Problem to solve:
Copy out each line of the data below in which "Rent" appears.

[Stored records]
--- START ---

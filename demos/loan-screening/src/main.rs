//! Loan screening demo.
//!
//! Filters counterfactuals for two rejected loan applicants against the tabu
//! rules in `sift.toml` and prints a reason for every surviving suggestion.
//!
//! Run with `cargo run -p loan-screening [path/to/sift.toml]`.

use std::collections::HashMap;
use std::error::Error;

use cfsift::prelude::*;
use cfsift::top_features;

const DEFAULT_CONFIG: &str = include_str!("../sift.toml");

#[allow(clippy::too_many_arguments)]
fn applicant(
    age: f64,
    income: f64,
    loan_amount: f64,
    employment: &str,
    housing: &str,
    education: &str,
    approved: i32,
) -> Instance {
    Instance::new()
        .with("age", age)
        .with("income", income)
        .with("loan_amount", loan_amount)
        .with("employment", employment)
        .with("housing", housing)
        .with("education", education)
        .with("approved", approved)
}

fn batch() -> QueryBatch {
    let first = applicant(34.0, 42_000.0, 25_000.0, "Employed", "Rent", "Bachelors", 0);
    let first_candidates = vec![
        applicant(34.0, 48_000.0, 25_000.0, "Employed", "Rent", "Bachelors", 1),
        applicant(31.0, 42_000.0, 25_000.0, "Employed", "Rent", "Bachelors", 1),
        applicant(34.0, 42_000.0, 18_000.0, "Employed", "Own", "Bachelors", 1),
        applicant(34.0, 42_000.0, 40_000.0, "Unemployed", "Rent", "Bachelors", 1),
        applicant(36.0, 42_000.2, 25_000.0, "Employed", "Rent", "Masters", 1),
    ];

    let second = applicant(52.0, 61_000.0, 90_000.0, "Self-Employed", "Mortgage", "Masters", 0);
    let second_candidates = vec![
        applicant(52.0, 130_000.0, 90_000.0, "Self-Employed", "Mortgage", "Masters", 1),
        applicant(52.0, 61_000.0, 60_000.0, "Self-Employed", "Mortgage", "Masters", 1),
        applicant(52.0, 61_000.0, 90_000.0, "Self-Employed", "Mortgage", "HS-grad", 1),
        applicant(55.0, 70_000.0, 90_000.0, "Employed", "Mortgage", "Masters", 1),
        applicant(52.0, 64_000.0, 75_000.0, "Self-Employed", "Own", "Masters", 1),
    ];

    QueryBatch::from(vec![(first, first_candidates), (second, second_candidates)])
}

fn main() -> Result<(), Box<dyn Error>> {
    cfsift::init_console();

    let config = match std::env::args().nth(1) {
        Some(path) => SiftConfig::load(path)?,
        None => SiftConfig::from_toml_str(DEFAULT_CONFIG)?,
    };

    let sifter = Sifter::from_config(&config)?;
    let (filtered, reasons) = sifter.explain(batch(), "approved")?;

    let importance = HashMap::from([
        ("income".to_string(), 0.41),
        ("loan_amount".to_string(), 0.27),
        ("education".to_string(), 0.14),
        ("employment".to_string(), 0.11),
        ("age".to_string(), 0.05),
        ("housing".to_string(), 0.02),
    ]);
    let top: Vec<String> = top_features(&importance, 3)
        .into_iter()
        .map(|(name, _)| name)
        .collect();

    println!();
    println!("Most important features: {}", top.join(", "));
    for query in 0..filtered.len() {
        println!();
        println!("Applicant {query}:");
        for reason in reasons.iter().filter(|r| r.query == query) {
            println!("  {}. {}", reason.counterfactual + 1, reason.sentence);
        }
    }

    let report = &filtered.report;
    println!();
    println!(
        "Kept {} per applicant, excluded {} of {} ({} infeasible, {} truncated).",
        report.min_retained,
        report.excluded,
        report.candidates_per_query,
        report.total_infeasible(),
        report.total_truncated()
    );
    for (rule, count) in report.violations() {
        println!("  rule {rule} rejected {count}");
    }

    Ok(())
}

--- END ---

Answer:
    let first = applicant(34.0, 42_000.0, 25_000.0, "Employed", "Rent", "Bachelors", 0);
        applicant(34.0, 48_000.0, 25_000.0, "Employed", "Rent", "Bachelors", 1),
        applicant(31.0, 42_000.0, 25_000.0, "Employed", "Rent", "Bachelors", 1),
        applicant(34.0, 42_000.0, 40_000.0, "Unemployed", "Rent", "Bachelors", 1),
        applicant(36.0, 42_000.2, 25_000.0, "Employed", "Rent", "Masters", 1),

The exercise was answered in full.